- DESCRIPTION OF THE TASK:
Begin at the line containing "filename ui/src/lib.rs" in the data below and go on through the line containing "pub mod components", repeating each line exactly; include both ends and no other line.

Dataset entries

###

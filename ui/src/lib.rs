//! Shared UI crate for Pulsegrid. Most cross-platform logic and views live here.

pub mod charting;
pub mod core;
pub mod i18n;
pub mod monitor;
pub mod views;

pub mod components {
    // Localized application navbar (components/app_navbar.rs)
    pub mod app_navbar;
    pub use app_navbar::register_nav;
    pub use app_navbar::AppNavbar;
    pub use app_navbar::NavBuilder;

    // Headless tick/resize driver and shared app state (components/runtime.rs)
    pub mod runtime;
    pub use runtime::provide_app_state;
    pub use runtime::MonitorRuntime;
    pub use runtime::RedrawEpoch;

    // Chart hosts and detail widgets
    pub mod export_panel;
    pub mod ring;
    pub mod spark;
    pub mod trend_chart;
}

###

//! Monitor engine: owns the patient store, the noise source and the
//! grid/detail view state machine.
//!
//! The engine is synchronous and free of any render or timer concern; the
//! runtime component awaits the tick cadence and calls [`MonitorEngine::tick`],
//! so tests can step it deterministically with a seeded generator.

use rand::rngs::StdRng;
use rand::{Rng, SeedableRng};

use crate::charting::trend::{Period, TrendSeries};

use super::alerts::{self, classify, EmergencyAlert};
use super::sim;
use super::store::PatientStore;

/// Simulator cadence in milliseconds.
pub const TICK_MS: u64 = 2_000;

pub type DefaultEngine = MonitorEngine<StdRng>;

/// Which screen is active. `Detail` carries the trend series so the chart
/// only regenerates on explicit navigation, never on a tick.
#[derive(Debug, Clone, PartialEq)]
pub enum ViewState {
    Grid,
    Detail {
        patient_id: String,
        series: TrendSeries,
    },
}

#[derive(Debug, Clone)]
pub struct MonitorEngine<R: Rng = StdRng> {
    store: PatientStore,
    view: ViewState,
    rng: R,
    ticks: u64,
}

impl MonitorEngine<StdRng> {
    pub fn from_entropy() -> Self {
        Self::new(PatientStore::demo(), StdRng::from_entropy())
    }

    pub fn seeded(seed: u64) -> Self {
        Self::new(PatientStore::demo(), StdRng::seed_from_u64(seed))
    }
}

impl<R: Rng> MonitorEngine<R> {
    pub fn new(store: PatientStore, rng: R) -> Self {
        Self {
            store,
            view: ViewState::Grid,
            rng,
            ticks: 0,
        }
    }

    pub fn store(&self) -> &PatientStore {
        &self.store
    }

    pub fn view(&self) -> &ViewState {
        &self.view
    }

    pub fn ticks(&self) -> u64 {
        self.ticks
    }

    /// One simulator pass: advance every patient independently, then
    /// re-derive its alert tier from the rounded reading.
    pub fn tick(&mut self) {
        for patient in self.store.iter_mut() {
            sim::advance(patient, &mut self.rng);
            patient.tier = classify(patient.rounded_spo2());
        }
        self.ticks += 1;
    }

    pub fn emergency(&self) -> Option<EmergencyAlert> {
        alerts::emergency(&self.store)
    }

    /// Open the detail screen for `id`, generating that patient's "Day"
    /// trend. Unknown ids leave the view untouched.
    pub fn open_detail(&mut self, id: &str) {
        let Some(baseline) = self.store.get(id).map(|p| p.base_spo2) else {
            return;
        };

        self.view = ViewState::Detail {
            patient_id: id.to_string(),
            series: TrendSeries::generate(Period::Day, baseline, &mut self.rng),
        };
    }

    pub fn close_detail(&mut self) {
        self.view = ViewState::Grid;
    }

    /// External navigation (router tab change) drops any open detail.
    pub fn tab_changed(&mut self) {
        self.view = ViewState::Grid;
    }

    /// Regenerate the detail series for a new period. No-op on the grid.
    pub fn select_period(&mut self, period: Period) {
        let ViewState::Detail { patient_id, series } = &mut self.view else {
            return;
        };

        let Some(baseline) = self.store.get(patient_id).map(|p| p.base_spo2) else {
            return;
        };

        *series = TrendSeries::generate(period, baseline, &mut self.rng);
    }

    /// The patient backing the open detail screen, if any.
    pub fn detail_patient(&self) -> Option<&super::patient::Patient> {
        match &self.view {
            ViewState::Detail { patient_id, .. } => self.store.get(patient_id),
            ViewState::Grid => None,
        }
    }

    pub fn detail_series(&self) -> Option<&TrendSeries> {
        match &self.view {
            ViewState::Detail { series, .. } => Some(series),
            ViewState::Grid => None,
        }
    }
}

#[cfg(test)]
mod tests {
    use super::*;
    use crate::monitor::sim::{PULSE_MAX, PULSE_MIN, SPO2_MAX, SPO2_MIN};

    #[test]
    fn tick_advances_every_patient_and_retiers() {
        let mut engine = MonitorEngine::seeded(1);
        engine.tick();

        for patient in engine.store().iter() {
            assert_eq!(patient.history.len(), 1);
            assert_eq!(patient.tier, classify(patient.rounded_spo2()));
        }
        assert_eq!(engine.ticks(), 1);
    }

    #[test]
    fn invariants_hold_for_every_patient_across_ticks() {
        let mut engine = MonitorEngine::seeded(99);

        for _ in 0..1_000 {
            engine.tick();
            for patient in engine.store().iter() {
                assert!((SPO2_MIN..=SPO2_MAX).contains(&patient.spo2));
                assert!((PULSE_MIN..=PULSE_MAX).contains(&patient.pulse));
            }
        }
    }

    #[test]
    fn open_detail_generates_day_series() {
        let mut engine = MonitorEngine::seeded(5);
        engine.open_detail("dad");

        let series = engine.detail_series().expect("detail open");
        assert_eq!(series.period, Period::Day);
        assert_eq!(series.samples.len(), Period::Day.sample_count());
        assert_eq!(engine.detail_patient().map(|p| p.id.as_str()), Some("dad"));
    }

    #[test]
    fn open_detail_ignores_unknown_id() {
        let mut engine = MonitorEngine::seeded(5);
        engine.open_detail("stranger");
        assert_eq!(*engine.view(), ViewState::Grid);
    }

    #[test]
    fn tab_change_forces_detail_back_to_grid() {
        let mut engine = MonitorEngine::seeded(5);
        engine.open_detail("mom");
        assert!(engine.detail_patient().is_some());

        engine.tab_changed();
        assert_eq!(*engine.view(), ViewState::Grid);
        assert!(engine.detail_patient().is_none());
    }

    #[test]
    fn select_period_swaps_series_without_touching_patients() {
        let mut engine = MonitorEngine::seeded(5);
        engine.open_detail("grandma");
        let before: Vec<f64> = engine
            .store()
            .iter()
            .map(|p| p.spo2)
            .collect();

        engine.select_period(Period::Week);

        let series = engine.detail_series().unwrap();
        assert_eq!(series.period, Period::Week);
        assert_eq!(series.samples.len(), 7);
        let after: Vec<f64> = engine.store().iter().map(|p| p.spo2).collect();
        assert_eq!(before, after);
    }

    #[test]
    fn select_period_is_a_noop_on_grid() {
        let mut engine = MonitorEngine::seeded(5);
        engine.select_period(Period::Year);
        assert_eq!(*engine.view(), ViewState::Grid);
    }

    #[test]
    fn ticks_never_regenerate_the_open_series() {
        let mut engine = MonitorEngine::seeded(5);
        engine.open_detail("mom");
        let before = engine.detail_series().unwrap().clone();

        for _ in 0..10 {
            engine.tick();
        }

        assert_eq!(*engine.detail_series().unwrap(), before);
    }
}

###

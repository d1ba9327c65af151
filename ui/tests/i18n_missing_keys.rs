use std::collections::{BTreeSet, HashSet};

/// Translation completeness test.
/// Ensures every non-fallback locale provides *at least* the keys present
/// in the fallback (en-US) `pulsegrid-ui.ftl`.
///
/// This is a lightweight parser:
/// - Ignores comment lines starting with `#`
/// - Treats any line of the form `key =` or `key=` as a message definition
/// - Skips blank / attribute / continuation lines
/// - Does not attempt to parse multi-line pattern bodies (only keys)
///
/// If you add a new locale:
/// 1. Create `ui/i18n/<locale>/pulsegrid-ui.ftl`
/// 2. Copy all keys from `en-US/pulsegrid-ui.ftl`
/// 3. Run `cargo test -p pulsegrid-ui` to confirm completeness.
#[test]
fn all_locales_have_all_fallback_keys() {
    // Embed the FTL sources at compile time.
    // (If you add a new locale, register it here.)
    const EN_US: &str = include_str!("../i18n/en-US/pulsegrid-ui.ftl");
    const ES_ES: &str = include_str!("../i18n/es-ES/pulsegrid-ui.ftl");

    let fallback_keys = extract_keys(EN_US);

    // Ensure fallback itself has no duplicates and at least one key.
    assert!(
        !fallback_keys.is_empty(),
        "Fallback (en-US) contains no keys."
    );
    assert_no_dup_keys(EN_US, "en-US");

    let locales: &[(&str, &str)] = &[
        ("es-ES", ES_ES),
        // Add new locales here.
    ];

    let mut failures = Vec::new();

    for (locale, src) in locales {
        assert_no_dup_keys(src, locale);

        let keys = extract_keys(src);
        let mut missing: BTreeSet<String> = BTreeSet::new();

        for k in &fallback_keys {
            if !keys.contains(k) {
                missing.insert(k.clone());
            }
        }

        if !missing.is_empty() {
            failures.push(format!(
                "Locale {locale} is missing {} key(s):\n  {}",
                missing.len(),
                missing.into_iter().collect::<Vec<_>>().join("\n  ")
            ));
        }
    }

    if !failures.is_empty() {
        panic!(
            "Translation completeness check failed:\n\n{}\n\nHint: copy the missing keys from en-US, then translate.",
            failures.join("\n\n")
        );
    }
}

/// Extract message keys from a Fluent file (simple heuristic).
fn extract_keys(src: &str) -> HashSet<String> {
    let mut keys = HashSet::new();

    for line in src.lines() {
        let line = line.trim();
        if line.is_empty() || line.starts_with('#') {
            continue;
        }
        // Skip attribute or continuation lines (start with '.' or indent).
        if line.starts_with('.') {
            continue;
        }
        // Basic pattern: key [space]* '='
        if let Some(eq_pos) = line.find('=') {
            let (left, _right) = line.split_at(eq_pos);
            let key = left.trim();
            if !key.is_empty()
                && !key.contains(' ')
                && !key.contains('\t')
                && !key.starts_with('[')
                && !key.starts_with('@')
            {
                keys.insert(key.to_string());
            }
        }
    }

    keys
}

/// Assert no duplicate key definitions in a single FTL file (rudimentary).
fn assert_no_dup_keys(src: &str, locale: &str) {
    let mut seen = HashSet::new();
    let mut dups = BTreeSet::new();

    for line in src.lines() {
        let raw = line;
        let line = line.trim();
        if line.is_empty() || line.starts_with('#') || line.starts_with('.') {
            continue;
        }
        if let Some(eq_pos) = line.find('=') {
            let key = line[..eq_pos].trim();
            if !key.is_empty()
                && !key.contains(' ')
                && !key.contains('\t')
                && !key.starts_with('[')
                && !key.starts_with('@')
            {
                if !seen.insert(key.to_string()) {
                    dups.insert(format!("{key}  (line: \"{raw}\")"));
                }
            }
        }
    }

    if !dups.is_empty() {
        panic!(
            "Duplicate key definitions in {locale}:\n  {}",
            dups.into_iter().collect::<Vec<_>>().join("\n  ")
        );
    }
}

###

- RESULT FOR THIS TASK:
filename ui/src/lib.rs
//! Shared UI crate for Pulsegrid. Most cross-platform logic and views live here.

pub mod charting;
pub mod core;
pub mod i18n;
pub mod monitor;
pub mod views;

pub mod components {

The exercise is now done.